The “Unlocking Time” initiative, announced by Abl on Thursday, will feature a self-assessment tool intended to yield extensive data on how schools structure time during the school day, as well as free online resources and strategies for school leaders and an “accelerator program” that will partially subsidize the purchase of Abl’s master-scheduling software by a small number of schools.

In an interview, Abl founder and CEO Adam Pisoni said the new initiative is not specifically designed to promote his company’s software, which was used last year by about 25 schools.

“It is advantageous to our business, but also to schools in general,” Pisoni said. “The larger goal is creating awareness.”

Kai Kung, a senior program officer at the Gates Foundation, said a relatively small portion of the group’s grants go to for-profit companies. In the case of Abl, the grant is structured so that it cannot be used to fund the company’s core business or technology. The Gates foundation will not take an equity stake in the company or gain a seat on its board.

“We’re not trying to create a market for [Abl’s] product,” Kung said.
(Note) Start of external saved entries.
//! Media tools: generate-and-upload for audio and images.
//!
//! Generation and card attachment are separate tool calls by design: each
//! media tool returns the asset URL plus the provenance parameters the
//! caller should pass to the card tools. An asset whose follow-up card
//! never gets created stays in storage; that tradeoff is accepted.

use serde::Deserialize;
use serde_json::{Value, json};

use cardcraft_core::ist_timestamp;
use cardcraft_media::MediaPipeline;
use cardcraft_media::imagegen::validate_request;
use cardcraft_media::pipeline::{PORTRAIT_SIZE, aspect_ratio_size};

use crate::registry::{ToolRegistry, ToolResult, make_tool};
use crate::tools::{error_text, invalid_args, text_result};
use rmcp::model::Tool;

/// Arguments for the generate_audio_from_text tool.
#[derive(Debug, Deserialize)]
pub struct GenerateAudioArgs {
    /// Text to convert to speech.
    pub text: String,
    /// Title for the audio file.
    pub title: String,
}

/// Arguments for the generate_image_from_text tool.
#[derive(Debug, Deserialize)]
pub struct GenerateImageArgs {
    /// Prompt for image generation.
    pub prompt: String,
    /// Title for the image file.
    pub title: String,
    /// "square", "portrait", or "landscape"; defaults to "square".
    #[serde(default)]
    pub aspect_ratio: Option<String>,
    /// Source format requested from the provider; defaults to "png".
    #[serde(default)]
    pub output_format: Option<String>,
}

/// Arguments for the generate_background_image_for_audio tool.
#[derive(Debug, Deserialize)]
pub struct BackgroundImageArgs {
    /// Prompt for background image generation.
    pub prompt: String,
    /// Title for the image file.
    pub title: String,
}

/// MCP tools for media generation.
pub struct MediaTools {
    pipeline: MediaPipeline,
}

impl MediaTools {
    /// Create media tools over a generation pipeline.
    pub fn new(pipeline: MediaPipeline) -> Self {
        Self { pipeline }
    }
}

impl ToolRegistry for MediaTools {
    fn tools(&self) -> Vec<Tool> {
        vec![
            make_tool(
                "generate_audio_from_text",
                "Generate audio from text with the configured voice and upload \
                 it to storage, returning the public URL",
                json!({
                    "type": "object",
                    "properties": {
                        "text": {
                            "type": "string",
                            "description": "Text to convert to speech"
                        },
                        "title": {
                            "type": "string",
                            "description": "Title for the audio file"
                        }
                    },
                    "required": ["text", "title"]
                }),
            ),
            make_tool(
                "generate_image_from_text",
                "Generate an image from a text prompt and upload it to storage. \
                 Use this for content card images (any aspect ratio); for audio \
                 card backgrounds use generate_background_image_for_audio.",
                json!({
                    "type": "object",
                    "properties": {
                        "prompt": {
                            "type": "string",
                            "description": "Detailed prompt for image generation"
                        },
                        "title": {
                            "type": "string",
                            "description": "Title for the image file"
                        },
                        "aspect_ratio": {
                            "type": "string",
                            "enum": ["square", "portrait", "landscape"],
                            "description": "Image aspect ratio (default: square)"
                        },
                        "output_format": {
                            "type": "string",
                            "enum": ["png", "jpg"],
                            "description": "Source format from the provider (default: png)"
                        }
                    },
                    "required": ["prompt", "title"]
                }),
            ),
            make_tool(
                "generate_background_image_for_audio",
                "Generate a background image for audio cards. Always produces \
                 portrait (1024x1536) images for optimal display.",
                json!({
                    "type": "object",
                    "properties": {
                        "prompt": {
                            "type": "string",
                            "description": "Detailed prompt for background image generation"
                        },
                        "title": {
                            "type": "string",
                            "description": "Title for the image file"
                        }
                    },
                    "required": ["prompt", "title"]
                }),
            ),
        ]
    }

    fn call(&self, name: &str, args: Value) -> Option<ToolResult> {
        let pipeline = self.pipeline.clone();

        match name {
            "generate_audio_from_text" => Some(Box::pin(async move {
                let args: GenerateAudioArgs = serde_json::from_value(args).map_err(invalid_args)?;
                let generated_at = ist_timestamp();
                match pipeline
                    .generate_and_upload_audio(&args.text, &args.title)
                    .await
                {
                    Ok(url) => Ok(text_result(format!(
                        "Audio generated and uploaded successfully!\n\n\
                         Audio URL: {url}\n\n\
                         IMPORTANT: When creating the audio card, include these \
                         parameters to track the generated audio:\n\
                         - audio_script: \"{}\"\n\
                         - audio_generated: true\n\
                         - audio_generated_at: \"{generated_at}\"\n\n\
                         For a background image, generate_background_image_for_audio \
                         produces portrait images sized for audio cards.",
                        args.text
                    ))),
                    Err(err) => Ok(error_text(&err)),
                }
            })),

            "generate_image_from_text" => Some(Box::pin(async move {
                let args: GenerateImageArgs = serde_json::from_value(args).map_err(invalid_args)?;
                let generated_at = ist_timestamp();
                let aspect_ratio = args.aspect_ratio.as_deref().unwrap_or("square");
                let output_format = args.output_format.as_deref().unwrap_or("png");
                let size = aspect_ratio_size(aspect_ratio);

                if let Err(err) = validate_request(size, output_format) {
                    return Ok(error_text(&err));
                }

                match pipeline
                    .generate_and_upload_image(&args.prompt, &args.title, size, output_format)
                    .await
                {
                    Ok(url) => Ok(text_result(format!(
                        "Image generated and uploaded successfully!\n\n\
                         Image URL: {url}\n\n\
                         IMPORTANT: When attaching this image to a card, include \
                         these parameters to track the generated image:\n\
                         - image_prompt: \"{}\"\n\
                         - image_generated: true\n\
                         - image_generated_at: \"{generated_at}\"\n\n\
                         For content cards use create_content_card with image_url; \
                         for audio card backgrounds use create_audio_card with \
                         background_image_url. The server stamps imageGeneratedBy \
                         automatically when image_generated is true.",
                        args.prompt
                    ))),
                    Err(err) => Ok(error_text(&err)),
                }
            })),

            "generate_background_image_for_audio" => Some(Box::pin(async move {
                let args: BackgroundImageArgs =
                    serde_json::from_value(args).map_err(invalid_args)?;
                let generated_at = ist_timestamp();

                // Audio card backgrounds are always portrait, whatever the
                // caller might prefer.
                match pipeline
                    .generate_and_upload_image(&args.prompt, &args.title, PORTRAIT_SIZE, "png")
                    .await
                {
                    Ok(url) => Ok(text_result(format!(
                        "Background image generated and uploaded successfully!\n\n\
                         Image URL: {url}\n\
                         Image Format: Portrait (1024x1536) - optimized for audio cards\n\n\
                         IMPORTANT: When creating the audio card with this background \
                         image, include these parameters:\n\
                         - background_image_url: \"{url}\"\n\
                         - image_prompt: \"{}\"\n\
                         - image_generated: true\n\
                         - image_generated_at: \"{generated_at}\"\n\n\
                         The server stamps imageGeneratedBy automatically when \
                         image_generated is true.",
                        args.prompt
                    ))),
                    Err(err) => Ok(error_text(&err)),
                }
            })),

            _ => None,
        }
    }
}

#[cfg(test)]
#[allow(clippy::unwrap_used)]
mod tests {
    use super::*;
    use crate::tools::text_of;
    use cardcraft_media::imagegen::MockImageProvider;
    use cardcraft_media::speech::MockSpeechProvider;
    use cardcraft_media::storage::MemoryBlobStore;
    use std::io::Cursor;
    use std::sync::Arc;

    fn tiny_png() -> Vec<u8> {
        let img = image::RgbaImage::from_pixel(4, 4, image::Rgba([1, 2, 3, 200]));
        let mut buf = Cursor::new(Vec::new());
        image::DynamicImage::ImageRgba8(img)
            .write_to(&mut buf, image::ImageFormat::Png)
            .unwrap();
        buf.into_inner()
    }

    struct Fixture {
        tools: MediaTools,
        speech: MockSpeechProvider,
        images: MockImageProvider,
        store: MemoryBlobStore,
    }

    fn fixture() -> Fixture {
        let speech = MockSpeechProvider::with_audio(b"mp3".to_vec());
        let images = MockImageProvider::with_image(tiny_png());
        let store = MemoryBlobStore::new();
        let pipeline = MediaPipeline::new(
            Arc::new(speech.clone()),
            Arc::new(images.clone()),
            Arc::new(store.clone()),
        );
        Fixture {
            tools: MediaTools::new(pipeline),
            speech,
            images,
            store,
        }
    }

    #[tokio::test]
    async fn test_generate_audio_reports_url_and_provenance_parameters() {
        let fx = fixture();
        let result = fx
            .tools
            .call(
                "generate_audio_from_text",
                json!({"text": "Welcome", "title": "Intro Audio"}),
            )
            .unwrap()
            .await
            .unwrap();

        let text = text_of(&result);
        assert!(text.contains("Audio URL: "));
        assert!(text.contains("audio_generated: true"));
        assert!(text.contains("audio_generated_at: \""));
        assert!(text.contains("+05:30"), "timestamp should be IST: {text}");
        assert_eq!(fx.speech.requests().await, vec!["Welcome"]);
    }

    #[tokio::test]
    async fn test_generate_image_portrait_requests_portrait_pixels() {
        let fx = fixture();
        fx.tools
            .call(
                "generate_image_from_text",
                json!({"prompt": "sunset", "title": "Sky", "aspect_ratio": "portrait"}),
            )
            .unwrap()
            .await
            .unwrap();

        let requests = fx.images.requests().await;
        assert_eq!(requests.len(), 1);
        assert_eq!(requests[0].size, "1024x1536");
    }

    #[tokio::test]
    async fn test_generate_image_bogus_ratio_falls_back_to_square() {
        let fx = fixture();
        fx.tools
            .call(
                "generate_image_from_text",
                json!({"prompt": "sunset", "title": "Sky", "aspect_ratio": "bogus"}),
            )
            .unwrap()
            .await
            .unwrap();

        assert_eq!(fx.images.requests().await[0].size, "1024x1024");
    }

    #[tokio::test]
    async fn test_generate_image_rejects_bad_format_before_generation() {
        let fx = fixture();
        let result = fx
            .tools
            .call(
                "generate_image_from_text",
                json!({"prompt": "sunset", "title": "Sky", "output_format": "gif"}),
            )
            .unwrap()
            .await
            .unwrap();

        let text = text_of(&result);
        assert!(text.starts_with("Error: Invalid output format 'gif'"), "{text}");
        assert!(fx.images.requests().await.is_empty());
        assert!(fx.store.uploads().await.is_empty());
    }

    #[tokio::test]
    async fn test_background_image_always_forces_portrait() {
        let fx = fixture();
        let result = fx
            .tools
            .call(
                "generate_background_image_for_audio",
                json!({"prompt": "calm ocean", "title": "Ocean"}),
            )
            .unwrap()
            .await
            .unwrap();

        assert_eq!(fx.images.requests().await[0].size, "1024x1536");
        let text = text_of(&result);
        assert!(text.contains("Portrait (1024x1536)"));
        assert!(text.contains("background_image_url: \""));
    }

    #[tokio::test]
    async fn test_generation_failure_surfaces_as_error_line() {
        let speech = MockSpeechProvider::failing();
        let pipeline = MediaPipeline::new(
            Arc::new(speech),
            Arc::new(MockImageProvider::failing()),
            Arc::new(MemoryBlobStore::new()),
        );
        let tools = MediaTools::new(pipeline);

        let result = tools
            .call(
                "generate_audio_from_text",
                json!({"text": "x", "title": "y"}),
            )
            .unwrap()
            .await
            .unwrap();

        let text = text_of(&result);
        assert!(text.starts_with("Error: audio generation failed"), "{text}");
    }
}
“It’s an investment in the issue. We’re trying to bring visibility to the issue of time as a lever to try to improve equity and achievement across student populations.”

Calling Attention to the Master Schedule

Earlier this year, Pisoni talked with Education Week

about why he believes changing the ways schools structure their time, particularly via their master-scheduling process, is so important.

“When you start working with schools on the master-schedule level, it’s like seeing into the Matrix,” Pisoni said in an interview Friday. “At least half of an individual student’s outcomes is determined by decisions made outside the classroom, and that really come together in the master schedule.”

That figure is an anecdotal estimate, Pisoni said. But he offered some examples to illustrate his point: such decisions as who gets assigned to what classes and which teachers, what programs get implemented, and whether teachers have time to collaboratively plan are all made during the master-scheduling process, he said.

While the school schedule has started to receive fresh scrutiny from think tanks and researchers, school leaders often feel “hamstrung” in dealing with the challenges, Pisoni said.

“My theory is that the majority of [the country’s educational leadership] is made up of people who spent nearly two decades sitting in classrooms becoming ‘experts in school’ without knowing how schools work,” Pisoni said.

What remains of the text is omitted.